Il take rate, ossia la tariffa richiesta ai clienti sulle transazioni effettuate sulla piattaforma, è calato dal 21% del 2017 a 12,1% e, secondo quanto riporta il bilancio, dovrebbe restare invariato o aumentare lievemente nel terzo trimestre. Positivo l’andamento della spesa pubblicitaria sulla piattaforma, che anno su anno ha segnato +16% ed è prevista in aumento di oltre il 20% nel terzo trimestre. A trainare questa crescita sono stati il programmatic audio e video.

Nel Q2 la spesa in annunci mobile è incrementata del 40% anno su anno e rappresenta ora poco più del 50% della spesa pubblicitaria totale. Rubicon Project ha inoltre comunicato di aver superato le mille connessioni in header bidding, modalità di transazione che è arrivata a costituire 77% dei ricavi complessivi.

Le perdite della struttura, infine, sono state di 18 milioni di dollari, una cifra maggiore se paragonata agli 11,6 milioni dello stesso periodo dell’anno corso.

“Evidenziamo con piacere che la crescita della spesa pubblicitaria sta accelerando nel corso di questo trimestre e crediamo che ciò sia direttamente correlato alle azioni strategiche e agli investimenti compiuti a favore della nostra piattaforma anno dopo anno.
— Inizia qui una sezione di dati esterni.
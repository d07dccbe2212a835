//! Parsing numbers out of decorated figures (`"~$45B (est.)"`, `"+112.5%"`, `"$25,500"`) and
//! formatting typed numbers back into display strings.
//!
//! The parsing functions here never fail and never produce NaN, so their results can be fed
//! straight into sort comparators.
use crate::units::{Dollars, Percent};
use std::fmt::Write;

/// The value returned by [`parse_decorated_number`] when a string has no numeric content
pub const PARSE_SENTINEL: f64 = 0.0;

/// An inclusive range of values, e.g. `"150,000 - 400,000 DWT"`
#[derive(Debug, Clone, Copy, PartialEq)]
pub struct NumericRange {
    /// The lower bound
    pub min: f64,
    /// The upper bound
    pub max: f64,
}

/// Characters which may sit between a minus sign and the digits it applies to
fn is_decoration(c: char) -> bool {
    matches!(c, '$' | '~' | '≈' | '£' | '€' | '¥') || c.is_whitespace()
}

/// Whether `c` is a minus sign (ASCII hyphen or the Unicode minus)
fn is_minus(c: char) -> bool {
    c == '-' || c == '\u{2212}'
}

/// Find the first numeric token in `s`.
///
/// A token is a run of digits, optionally with thousands separators (a comma followed by a digit)
/// and a decimal part. It is negated if a minus sign precedes it with only decorations in between.
///
/// # Returns
///
/// The value of the token and the remainder of the string following it, or `None` if `s` has no
/// digits.
fn find_number(s: &str) -> Option<(f64, &str)> {
    // A number starts at a digit, or at a decimal point followed by one (e.g. `".5"`)
    let start = s.char_indices().find_map(|(i, c)| {
        let starts_number = c.is_ascii_digit()
            || (c == '.' && s[i + 1..].starts_with(|next: char| next.is_ascii_digit()));
        starts_number.then_some(i)
    })?;

    let negative = s[..start]
        .chars()
        .rev()
        .find(|c| !is_decoration(*c))
        .is_some_and(is_minus);

    let mut digits = String::from("0");
    let mut end = start;
    let mut seen_point = false;
    let mut chars = s[start..].char_indices().peekable();
    while let Some((offset, c)) = chars.next() {
        let next_is_digit = chars.peek().is_some_and(|(_, next)| next.is_ascii_digit());
        match c {
            '0'..='9' => digits.push(c),
            ',' if !seen_point && next_is_digit => {}
            '.' if !seen_point && next_is_digit => {
                seen_point = true;
                digits.push(c);
            }
            _ => break,
        }
        end = start + offset + c.len_utf8();
    }

    let value: f64 = digits.parse().ok().filter(|v: &f64| v.is_finite())?;
    Some((if negative { -value } else { value }, &s[end..]))
}

/// Extract a number from a decorated string, returning `None` if there is no numeric content.
pub fn try_parse_decorated_number(s: &str) -> Option<f64> {
    find_number(s).map(|(value, _)| value)
}

/// Extract a comparable number from a decorated string such as `"~$45B (est.)"` or `"-26.7%"`.
///
/// Currency symbols, thousands separators, tildes, parenthetical notes and unit suffixes are
/// ignored; a leading minus sign is kept. Strings without numeric content yield
/// [`PARSE_SENTINEL`] rather than NaN.
pub fn parse_decorated_number(s: &str) -> f64 {
    try_parse_decorated_number(s).unwrap_or(PARSE_SENTINEL)
}

/// The multiplier for a magnitude word (or abbreviation) at the start of `rest`
fn magnitude_multiplier(rest: &str) -> f64 {
    const WORDS: [(&str, f64); 4] = [
        ("thousand", 1e3),
        ("million", 1e6),
        ("billion", 1e9),
        ("trillion", 1e12),
    ];
    const SUFFIXES: [(&str, f64); 6] = [
        ("k", 1e3),
        ("K", 1e3),
        ("M", 1e6),
        ("bn", 1e9),
        ("B", 1e9),
        ("T", 1e12),
    ];

    let rest = rest.trim_start();
    let followed_by_letter =
        |len: usize| rest[len..].chars().next().is_some_and(char::is_alphabetic);

    for (word, multiplier) in WORDS {
        if rest
            .get(..word.len())
            .is_some_and(|prefix| prefix.eq_ignore_ascii_case(word))
            && !followed_by_letter(word.len())
        {
            return multiplier;
        }
    }

    for (suffix, multiplier) in SUFFIXES {
        if rest.starts_with(suffix) && !followed_by_letter(suffix.len()) {
            return multiplier;
        }
    }

    1.0
}

/// Extract a number from a decorated string, applying any magnitude suffix which follows it.
///
/// `"$5.3 trillion/year"` gives `5.3e12` and `"16M bbl/day"` gives `16e6`. Returns `None` if there
/// is no numeric content.
pub fn parse_magnitude(s: &str) -> Option<f64> {
    let (value, rest) = find_number(s)?;
    Some(value * magnitude_multiplier(rest))
}

/// Parse a range such as `"150,000 - 400,000 DWT"` or `"28-35 days"`.
///
/// A lone figure (`"15 knots"`) gives a range with equal bounds. Returns `None` if there is no
/// numeric content.
pub fn parse_range(s: &str) -> Option<NumericRange> {
    let (first, rest) = find_number(s)?;
    let rest = rest.trim_start();

    let second = rest
        .strip_prefix(['-', '\u{2013}', '\u{2014}'])
        .or_else(|| rest.strip_prefix("to "))
        .and_then(find_number)
        .map(|(value, _)| value.abs());

    let Some(second) = second else {
        return Some(NumericRange {
            min: first,
            max: first,
        });
    };

    Some(NumericRange {
        min: first.min(second),
        max: first.max(second),
    })
}

/// Format a number with thousands separators and the given number of decimal places
pub fn format_thousands(value: f64, decimals: usize) -> String {
    let formatted = format!("{:.*}", decimals, value.abs());
    let (integer, fraction) = formatted
        .split_once('.')
        .map_or((formatted.as_str(), None), |(i, f)| (i, Some(f)));

    let mut out = String::new();
    if value < 0.0 && formatted.chars().any(|c| c.is_ascii_digit() && c != '0') {
        out.push('-');
    }
    for (i, c) in integer.chars().enumerate() {
        if i > 0 && (integer.len() - i) % 3 == 0 {
            out.push(',');
        }
        out.push(c);
    }
    if let Some(fraction) = fraction {
        write!(&mut out, ".{fraction}").unwrap();
    }

    out
}

/// Format a percentage with an explicit sign, e.g. `+112.5%`
pub fn format_signed_percent(value: Percent) -> String {
    let rounded = (value.value() * 10.0).round() / 10.0;
    if rounded > 0.0 {
        format!("+{rounded:.1}%")
    } else if rounded < 0.0 {
        format!("{rounded:.1}%")
    } else {
        "0.0%".to_string()
    }
}

/// Format a share, dropping a trailing `.0` (e.g. `42%`, `49.2%`)
pub fn format_share(value: Percent) -> String {
    format!("{}%", trim_trailing_zero(value.value(), 1))
}

/// Format an amount of money, e.g. `$25,500` or `$17.40`.
///
/// Amounts under $1,000 are shown with cents.
pub fn format_dollars(value: Dollars) -> String {
    let amount = value.value();
    let decimals = if amount.abs() < 1000.0 { 2 } else { 0 };
    let formatted = format_thousands(amount.abs(), decimals);
    if amount < 0.0 {
        format!("-${formatted}")
    } else {
        format!("${formatted}")
    }
}

/// Format an amount of money compactly using a magnitude suffix, e.g. `$80B` or `$5.3T`
pub fn format_compact_dollars(value: Dollars) -> String {
    const SUFFIXES: [(f64, &str); 4] = [(1e12, "T"), (1e9, "B"), (1e6, "M"), (1e3, "K")];

    let amount = value.value();
    let sign = if amount < 0.0 { "-" } else { "" };
    for (scale, suffix) in SUFFIXES {
        if amount.abs() >= scale {
            let scaled = trim_trailing_zero(amount.abs() / scale, 1);
            return format!("{sign}${scaled}{suffix}");
        }
    }

    format!("{sign}${}", trim_trailing_zero(amount.abs(), 2))
}

/// Format `value` with up to `decimals` decimal places, removing trailing zeros
fn trim_trailing_zero(value: f64, decimals: usize) -> String {
    let formatted = format!("{value:.decimals$}");
    if formatted.contains('.') {
        formatted
            .trim_end_matches('0')
            .trim_end_matches('.')
            .to_string()
    } else {
        formatted
    }
}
Video, audio e mobile continuano a imprimere un’espansione forte, differenziandoci da molti altri operatori del settore”, ha dichiarato Michael G. Barrett, President and CEO of Rubicon Project, “Il consolidamento dell’industria sta guadagnando slancio e continuamo a credere che questo ci permetterà di posizionarci come principale exchange indipendente. La spesa pubblicitaria sempre maggiore ci dà maggiore fiducia che raggiungeremo un adjusted EBITDA positivo nel quarto trimestre dell’anno”.